RECORDS SUPPLIED -
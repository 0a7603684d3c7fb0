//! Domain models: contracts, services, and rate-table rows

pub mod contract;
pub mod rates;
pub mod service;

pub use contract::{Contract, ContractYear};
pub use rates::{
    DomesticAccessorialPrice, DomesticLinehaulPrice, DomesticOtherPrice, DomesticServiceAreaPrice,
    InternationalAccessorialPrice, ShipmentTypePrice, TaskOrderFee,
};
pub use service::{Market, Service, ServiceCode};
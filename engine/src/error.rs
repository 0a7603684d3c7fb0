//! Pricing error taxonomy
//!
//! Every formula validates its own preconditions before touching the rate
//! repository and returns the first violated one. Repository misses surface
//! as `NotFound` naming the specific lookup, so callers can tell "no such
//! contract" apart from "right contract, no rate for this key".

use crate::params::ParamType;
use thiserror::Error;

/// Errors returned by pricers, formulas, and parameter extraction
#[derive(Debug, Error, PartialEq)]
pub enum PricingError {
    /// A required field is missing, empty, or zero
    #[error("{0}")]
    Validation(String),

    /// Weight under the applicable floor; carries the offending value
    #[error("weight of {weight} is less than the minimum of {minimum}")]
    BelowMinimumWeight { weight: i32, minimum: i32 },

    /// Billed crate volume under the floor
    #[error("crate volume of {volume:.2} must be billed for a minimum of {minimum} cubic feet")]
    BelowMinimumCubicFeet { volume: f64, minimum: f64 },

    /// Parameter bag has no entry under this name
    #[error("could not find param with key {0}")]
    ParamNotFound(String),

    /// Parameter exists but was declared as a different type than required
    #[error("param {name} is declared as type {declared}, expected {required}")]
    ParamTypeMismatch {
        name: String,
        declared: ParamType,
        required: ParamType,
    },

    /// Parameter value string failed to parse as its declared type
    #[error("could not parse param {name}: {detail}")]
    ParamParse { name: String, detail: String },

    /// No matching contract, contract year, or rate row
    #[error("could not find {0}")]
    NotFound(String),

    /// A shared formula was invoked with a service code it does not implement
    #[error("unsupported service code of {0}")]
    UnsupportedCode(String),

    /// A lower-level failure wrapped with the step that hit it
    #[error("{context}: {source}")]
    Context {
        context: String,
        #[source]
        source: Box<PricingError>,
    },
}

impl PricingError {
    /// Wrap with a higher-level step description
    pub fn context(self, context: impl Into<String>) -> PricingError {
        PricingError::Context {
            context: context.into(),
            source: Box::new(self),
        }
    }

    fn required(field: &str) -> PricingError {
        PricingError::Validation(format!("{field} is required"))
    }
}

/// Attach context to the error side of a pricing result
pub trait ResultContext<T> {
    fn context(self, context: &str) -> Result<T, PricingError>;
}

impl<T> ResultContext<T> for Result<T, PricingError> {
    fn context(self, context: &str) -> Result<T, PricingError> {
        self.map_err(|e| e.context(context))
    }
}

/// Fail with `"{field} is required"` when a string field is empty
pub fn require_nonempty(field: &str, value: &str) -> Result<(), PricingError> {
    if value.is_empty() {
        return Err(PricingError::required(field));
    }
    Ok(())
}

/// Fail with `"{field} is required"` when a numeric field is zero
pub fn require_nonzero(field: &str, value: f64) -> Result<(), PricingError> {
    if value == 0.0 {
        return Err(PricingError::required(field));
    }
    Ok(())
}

ASSIGNED TASK -
Output the lines of the records above exactly as they appear, from the line containing "pub mod service;" through the line containing "the offending value".

RESPONSE BOX -
pub mod service;

pub use contract::{Contract, ContractYear};
pub use rates::{
    DomesticAccessorialPrice, DomesticLinehaulPrice, DomesticOtherPrice, DomesticServiceAreaPrice,
    InternationalAccessorialPrice, ShipmentTypePrice, TaskOrderFee,
};
pub use service::{Market, Service, ServiceCode};
filename engine/src/error.rs
repository 0a7603684d3c7fb0
//! Pricing error taxonomy
//!
//! Every formula validates its own preconditions before touching the rate
//! repository and returns the first violated one. Repository misses surface
//! as `NotFound` naming the specific lookup, so callers can tell "no such
//! contract" apart from "right contract, no rate for this key".

use crate::params::ParamType;
use thiserror::Error;

/// Errors returned by pricers, formulas, and parameter extraction
#[derive(Debug, Error, PartialEq)]
pub enum PricingError {
    /// A required field is missing, empty, or zero
    #[error("{0}")]
    Validation(String),

    /// Weight under the applicable floor; carries the offending value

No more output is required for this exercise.